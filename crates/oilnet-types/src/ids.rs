//! Type-safe identifier wrappers.
//!
//! Node and edge identifiers are assigned once by the map generator and stay
//! stable for the whole game: nodes and edges are never deleted or
//! re-indexed. Player identifiers are assigned at game start. All ids are
//! small integers so that ordering by id gives deterministic iteration and
//! tie-breaks.

use serde::{Deserialize, Serialize};
use ts_rs::TS;

/// Generates a newtype wrapper around [`u32`] with standard derives.
macro_rules! define_id {
    (
        $(#[$meta:meta])*
        $name:ident, $prefix:literal
    ) => {
        $(#[$meta])*
        #[derive(
            Debug, Clone, Copy, PartialEq, Eq, PartialOrd, Ord, Hash, Serialize, Deserialize, TS,
        )]
        #[ts(export, export_to = "bindings/")]
        pub struct $name(pub u32);

        impl $name {
            /// Wrap a raw identifier.
            pub const fn new(raw: u32) -> Self {
                Self(raw)
            }

            /// Return the inner value.
            pub const fn into_inner(self) -> u32 {
                self.0
            }
        }

        impl core::fmt::Display for $name {
            fn fmt(&self, f: &mut core::fmt::Formatter<'_>) -> core::fmt::Result {
                write!(f, "{}{}", $prefix, self.0)
            }
        }

        impl From<u32> for $name {
            fn from(id: u32) -> Self {
                Self(id)
            }
        }

        impl From<$name> for u32 {
            fn from(id: $name) -> Self {
                id.0
            }
        }
    };
}

define_id! {
    /// Unique identifier for a node in the transport graph.
    NodeId, "n"
}

define_id! {
    /// Unique identifier for an undirected edge in the transport graph.
    EdgeId, "e"
}

define_id! {
    /// Unique identifier for a player (economic agent).
    PlayerId, "p"
}
/// Resolve one turn, running all nine phases in order.
///
/// # Errors
///
/// Returns [`TurnError::GameOver`] if the game has already ended; the state
/// is untouched in that case.
pub fn advance_turn(state: &mut GameState) -> Result<TurnSummary, TurnError> {
    if state.clock.is_over() {
        return Err(TurnError::GameOver {
            turn_limit: state.clock.turn_limit(),
        });
    }
    let turn = state.clock.current();
    debug!(turn, "Turn started");

    // --- Phase 1: Reset ---
    phase_reset(state);

    // --- Phase 2: Price update ---
    phase_price_update(state);

    // --- Phase 3: Production ---
    let production = phase_production(state, turn)?;

    // --- Phase 4: Demand update ---
    let demand = phase_demand_update(state);

    // --- Phase 5: Routing ---
    let routing = phase_routing(state, turn)?;
    let exported = if state.config.market.export_surplus {
        phase_export(state, turn)?
    } else {
        Decimal::ZERO
    };

    // --- Phase 6: Growth update ---
    phase_growth_update(state);

    // --- Phase 7: Profit settlement ---
    let profits = phase_profit_settlement(state);

    // --- Phase 8: Market share ---
    phase_market_share(state);

    // --- Phase 9: Persist and advance ---
    let reconciliation = state.ledger.reconcile(turn, state.players.values());
    if let ReconcileResult::Anomaly(anomaly) = &reconciliation {
        warn!(turn, %anomaly, "Ledger reconciliation failed");
    }
    phase_persist(state, turn)?;

    let summary = TurnSummary {
        turn,
        crude_price: state.market.crude_price,
        refined_price: state.market.refined_price,
        production,
        demand,
        served: routing.served,
        imported: routing.imported,
        exported,
        unmet: routing.unmet,
        deliveries: routing.deliveries,
        profits,
        reconciliation,
    };

    info!(
        turn,
        crude = %summary.crude_price,
        refined = %summary.refined_price,
        demand = %summary.demand,
        served = %summary.served,
        imported = %summary.imported,
        unmet = %summary.unmet,
        "Turn resolved"
    );

    state.last_summary = Some(summary.clone());
    Ok(summary)
}

// ---------------------------------------------------------------------------
// Phases
// ---------------------------------------------------------------------------

fn phase_reset(state: &mut GameState) {
    for player in state.players.values_mut() {
        player.reset_turn();
    }
    state.graph.reset_turn_counters();
}

fn phase_price_update(state: &mut GameState) {
    update_prices(&mut state.market, &state.config.market, state.rng.as_mut());
    debug!(
        crude = %state.market.crude_price,
        refined = %state.market.refined_price,
        "Prices updated"
    );
}

/// Charge lifting cost on rated capacity. Returns total rated capacity.
fn phase_production(state: &mut GameState, turn: u64) -> Result<Decimal, TurnError> {
    let wells: Vec<(NodeId, PlayerId, Decimal, Decimal)> = state
        .graph
        .nodes()
        .filter_map(|n| {
            let site = n.production.as_ref()?;
            Some((n.id, site.owner?, site.capacity, site.operating_cost))
        })
        .collect();

    let mut total = Decimal::ZERO;
    for (node, owner, capacity, operating_cost) in wells {
        total = total.saturating_add(capacity);
        let cost = operating_cost.saturating_mul(capacity);
        settle(state, turn, owner, cost, |ledger| {
            ledger.record_operating_cost(turn, owner, cost, "LIFTING", node)
        })?;
    }
    debug!(turn, production = %total, "Production phase");
    Ok(total)
}

/// Post local prices and derive elastic demand. Returns total demand.
fn phase_demand_update(state: &mut GameState) -> Decimal {
    let pricing = pricing(state);
    let consumers = state.graph.nodes_with_role(NodeRole::Consumption);
    let quotes: Vec<(NodeId, Option<Decimal>)> = consumers
        .into_iter()
        .map(|id| {
            let quote = state.pathfinder.find_cheapest_supply(&state.graph, id, &pricing);
            (id, quote.landed_cost())
        })
        .collect();

    let reference = state.market.reference_price;
    let elasticity = state.market.elasticity;
    let mut total = Decimal::ZERO;
    for (id, price) in quotes {
        let Some(site) = state.graph.node_mut(id).and_then(|n| n.consumption.as_mut()) else {
            continue;
        };
        site.local_price = price;
        site.demand = price.map_or(site.base_demand, |p| {
            elastic_demand(site.base_demand, reference, p, elasticity)
        });
        total = total.saturating_add(site.demand);
    }
    debug!(demand = %total, "Demand updated");
    total
}

/// Supply every consumer with positive demand, in node order.
fn phase_routing(state: &mut GameState, turn: u64) -> Result<RoutingResult, TurnError> {
    let pricing = pricing(state);
    let mut result = RoutingResult::default();

    for consumer in state.graph.nodes_with_role(NodeRole::Consumption) {
        let Some((demand, local_price)) = state
            .graph
            .node(consumer)
            .and_then(|n| n.consumption.as_ref())
            .map(|c| (c.demand, c.local_price))
        else {
            continue;
        };
        let mut remaining = demand;

        // A node with no posted price had no supply at all in phase 4, and
        // capacity only shrinks from there.
        while let Some(sale_price) = local_price
            && remaining > Decimal::ZERO
        {
            match state
                .pathfinder
                .find_cheapest_supply(&state.graph, consumer, &pricing)
            {
                SupplyQuote::Import(_) => {
                    if let Some(site) = consumer_site(state, consumer) {
                        site.imported = site.imported.saturating_add(remaining);
                    }
                    result.imported = result.imported.saturating_add(remaining);
                    remaining = Decimal::ZERO;
                }
                SupplyQuote::Route(quote) => {
                    let barrels = remaining.min(quote.available);
                    if barrels <= Decimal::ZERO {
                        break;
                    }
                    settle_route(state, turn, &quote, barrels, sale_price)?;
                    if let Some(site) = consumer_site(state, consumer) {
                        site.served = site.served.saturating_add(barrels);
                    }
                    result.served = result.served.saturating_add(barrels);
                    result.deliveries.push(Delivery {
                        consumer,
                        production: quote.production,
                        processing: quote.processing,
                        barrels,
                        landed_cost: quote.landed_cost,
                        sale_price,
                        crude_price: quote.crude_price,
                    });
                    remaining = remaining.saturating_sub(barrels);
                }
                SupplyQuote::Unsupplied => break,
            }
        }

        if remaining > Decimal::ZERO {
            warn!(turn, node = %consumer, unmet = %remaining, "Demand left unmet");
            result.unmet = result.unmet.saturating_add(remaining);
        }
    }

    debug!(
        turn,
        served = %result.served,
        imported = %result.imported,
        unmet = %result.unmet,
        "Routing phase"
    );
    Ok(result)
}

/// Export unsold well capacity at the best positive netback.
/// Returns barrels exported.
fn phase_export(state: &mut GameState, turn: u64) -> Result<Decimal, TurnError> {
    let crude_price = state.market.crude_price;
    let default_fee = state.market.terminal_fee;
    let surplus: Vec<(NodeId, PlayerId, Decimal)> = state
        .graph
        .nodes()
        .filter_map(|n| {
            let site = n.production.as_ref()?;
            let remaining = site.remaining();
            (remaining > Decimal::ZERO).then_some((n.id, site.owner?, remaining))
        })
        .collect();

    let mut exported = Decimal::ZERO;
    for (well, owner, barrels) in surplus {
        let Some(quote) = state
            .pathfinder
            .best_export(&state.graph, well, crude_price, default_fee)
        else {
            continue;
        };
        if quote.netback <= Decimal::ZERO {
            continue;
        }
        let proceeds = quote.netback.saturating_mul(barrels);
        settle(state, turn, owner, proceeds, |ledger| {
            ledger.record_export(turn, owner, proceeds, well)
        })?;
        if let Some(site) = state.graph.node_mut(well).and_then(|n| n.production.as_mut()) {
            site.extracted = site.extracted.saturating_add(barrels);
        }
        if let Some(route) = state.pathfinder.detailed_route(well, quote.terminal) {
            settle_transport(state, turn, &route, barrels)?;
        }
        exported = exported.saturating_add(barrels);
        debug!(
            turn,
            node = %well,
            terminal = %quote.terminal,
            barrels = %barrels,
            "Crude exported"
        );
    }
    Ok(exported)
}

fn phase_growth_update(state: &mut GameState) {
    let amplitude = state.config.market.demand_jitter;
    for node in state.graph.nodes_mut() {
        let Some(site) = node.consumption.as_mut() else {
            continue;
        };
        let jitter = state.rng.jitter(amplitude);
        site.base_demand = grow_demand(site.base_demand, site.growth_rate, jitter);
    }
}

fn phase_profit_settlement(state: &mut GameState) -> BTreeMap<PlayerId, Decimal> {
    let mut profits = BTreeMap::new();
    for player in state.players.values_mut() {
        let profit = player.turn_revenue.saturating_sub(player.turn_cost);
        player.turn_profit = profit;
        player.cash = player.cash.saturating_add(profit);
        player.cumulative_profit = player.cumulative_profit.saturating_add(profit);
        player.profit_history.push(profit);
        profits.insert(player.id, profit);
    }
    profits
}

/// Shares are `sold / total`. Division residue goes to the largest seller
/// (lowest id on ties) so that shares sum to exactly one.
fn phase_market_share(state: &mut GameState) {
    let total = state
        .players
        .values()
        .fold(Decimal::ZERO, |acc, p| acc.saturating_add(p.barrels_sold));
    if total <= Decimal::ZERO {
        for player in state.players.values_mut() {
            player.market_share = Decimal::ZERO;
        }
        return;
    }

    let mut assigned = Decimal::ZERO;
    let mut leader: Option<(PlayerId, Decimal)> = None;
    for player in state.players.values_mut() {
        player.market_share = player.barrels_sold.checked_div(total).unwrap_or_default();
        assigned = assigned.saturating_add(player.market_share);
        if leader.is_none_or(|(_, sold)| player.barrels_sold > sold) {
            leader = Some((player.id, player.barrels_sold));
        }
    }
    let residue = Decimal::ONE.saturating_sub(assigned);
    if let Some((id, _)) = leader
        && let Some(player) = state.players.get_mut(&id)
    {
        player.market_share = player.market_share.saturating_add(residue);
    }
}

——————————

■ Task statement
State how many lines of the listing include "reconciliation", and write nothing else.

■ Solution to the problem
4